Despite not getting an outcome, it was a fascinating process to go through & was a really nice outcome that validated what I set out to do when undertaking the research for my paper.

It’s been so exciting to see what happened since I made my little contribution to the project, it went on to great things: there was a feature on the Sunday Night TV show, a book, an exhibition and permanent home for the collection at the Australian War Memorial.

Now, 6 years on from when the initial work was done, if it was done again it might provide different results. Facial recognition software has improved so much. Many institutions are also delivering much higher resolution images on their sites than they were back then.A combination of just these 2 items might prove to be more successful for other projects embarking on trying to solve a similar problem. If I was to undertake the same problem today, I would probably just load a data set into my phone & let the photos app analyse everything. I could simply do a search for “soldier”.
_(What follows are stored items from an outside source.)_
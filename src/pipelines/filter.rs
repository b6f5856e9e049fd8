use std::io::Write;
use std::path::{Path, PathBuf};
use log::{debug, info, warn};
use crate::config::defs::{
    FilterConfig, PipelineError, LENGTH_BIN_WIDTH, QUALITY_BIN_WIDTH, QUALITY_SCORE_LABEL, READ_LENGTH_LABEL,
};
use crate::utils::fastq::fastq_records;
use crate::utils::file::{create_writer, file_stem};
use crate::utils::histogram::{plot_path, report_path, BinWidth, Histogram};
use crate::utils::peaks::{construct_length, detect_peaks, Peak};
use crate::utils::plotting::{plot_histogram, Annotation};
use crate::utils::quality::read_quality;


/// Per-file tallies. The two single-metric counts are independent of each
/// other; `passed_both` is what was written.
#[derive(Debug, Clone, Default, PartialEq)]
pub struct FilterReport {
    pub total: usize,
    pub passed_length: usize,
    pub passed_quality: usize,
    pub passed_both: usize,
    pub dropped_partial: usize,
}

#[derive(Debug, Clone)]
pub struct FilterOutcome {
    pub report: FilterReport,
    pub length_histogram: Histogram,
    pub quality_histogram: Histogram,
    pub length_peaks: Vec<Peak>,
    pub quality_peaks: Vec<Peak>,
    pub reports: Vec<PathBuf>,
}

impl FilterOutcome {
    /// Midpoint of the last read-length peak.
    pub fn construct_length(&self) -> Result<f64, PipelineError> {
        construct_length(&self.length_peaks, &self.length_histogram)
    }
}


/// Filters one sequence file on read length and read quality, writes the
/// passing reads, and writes length and quality histograms into `hist_dir`.
///
/// Every parsed read contributes to both histograms, passing or not. A
/// truncated final record is dropped with a warning.
///
/// # Arguments
///
/// * `input` - Sequence file, plain or gzipped.
/// * `output` - Filtered sequence file; created or overwritten.
/// * `hist_dir` - Existing directory for histogram reports and plots.
/// * `config` - Thresholds and switches.
///
/// # Returns
/// FilterOutcome, or EmptySample when the input has no records.
pub fn filter_fastq(
    input: &Path,
    output: &Path,
    hist_dir: &Path,
    config: &FilterConfig,
) -> Result<FilterOutcome, PipelineError> {
    info!("Processing: {} -> {}", input.display(), output.display());

    let mut read_lengths: Vec<f64> = Vec::new();
    let mut quality_scores: Vec<f64> = Vec::new();
    let mut report = FilterReport::default();

    {
        let records = fastq_records(input)?;
        let mut writer = create_writer(output)?;

        for result in records {
            let record = match result {
                Ok(record) => record,
                Err(PipelineError::MalformedRecord { line, lines_read }) => {
                    warn!(
                        "{}: dropping truncated record at line {} ({} of 4 lines)",
                        input.display(),
                        line,
                        lines_read
                    );
                    report.dropped_partial += 1;
                    break;
                }
                Err(PipelineError::Io(source)) => {
                    return Err(PipelineError::Filesystem { path: input.to_path_buf(), source });
                }
                Err(e) => return Err(e),
            };

            let read_length = record.len();
            let quality = read_quality(&record.quality, &config.quality_metric);
            read_lengths.push(read_length as f64);
            quality_scores.push(quality);
            report.total += 1;

            let length_ok = read_length >= config.min_length;
            let quality_ok = quality >= config.min_mean_quality;
            if length_ok {
                report.passed_length += 1;
            }
            if quality_ok {
                report.passed_quality += 1;
            }
            if length_ok && quality_ok {
                report.passed_both += 1;
                record.write_to(&mut writer).map_err(PipelineError::filesystem(output))?;
            }
        }
        writer.flush().map_err(PipelineError::filesystem(output))?;
    }

    info!(
        "{}: {} reads, {} >= {} bp, {} >= Q{}, {} written",
        input.display(),
        report.total,
        report.passed_length,
        config.min_length,
        report.passed_quality,
        config.min_mean_quality,
        report.passed_both
    );

    let length_histogram = Histogram::build(&read_lengths, BinWidth::Integer(LENGTH_BIN_WIDTH), READ_LENGTH_LABEL)?;
    let quality_histogram =
        Histogram::build(&quality_scores, BinWidth::Integer(QUALITY_BIN_WIDTH), QUALITY_SCORE_LABEL)?;
    let length_peaks = detect_peaks(&length_histogram);
    let quality_peaks = detect_peaks(&quality_histogram);

    let stem = file_stem(input);
    let mut reports = Vec::new();
    for (hist, label) in [(&length_histogram, READ_LENGTH_LABEL), (&quality_histogram, QUALITY_SCORE_LABEL)] {
        let path = report_path(hist_dir, &stem, label);
        hist.write_report(&path)?;
        reports.push(path);
    }

    if config.render_visuals {
        let plots = [
            (&length_histogram, &length_peaks, READ_LENGTH_LABEL, config.min_length as f64, report.passed_length),
            (&quality_histogram, &quality_peaks, QUALITY_SCORE_LABEL, config.min_mean_quality, report.passed_quality),
        ];
        for (hist, peaks, label, threshold, passing) in plots {
            let annotation = Annotation { label, threshold, passing, total: report.total };
            let path = plot_path(hist_dir, &stem, label);
            // A missing font or backend must not cost the filtered reads
            match plot_histogram(hist, peaks, &annotation, &path) {
                Ok(()) => debug!("{} histogram PNG saved to: {}", label, path.display()),
                Err(e) => warn!("Skipping {} plot for {}: {}", label, input.display(), e),
            }
        }
    }

    Ok(FilterOutcome {
        report,
        length_histogram,
        quality_histogram,
        length_peaks,
        quality_peaks,
        reports,
    })
}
Object recognition in the photos app on an iPhone

The moral of the story, put your ideas and thoughts online. You never know who will discover them and what they might lead to.



, ,




One response to “Lost diggers”

  1. Ruth

    I love this message. I’ve been thinking about what open access might mean in terms of techniques, processes and skills in my workplace, and how to break down cultural silos. I think this idea needs to merge with Sly July to talk about cross fertilisation of ideas. Will think more. Enjoying your return to your site very much, thanks for posting!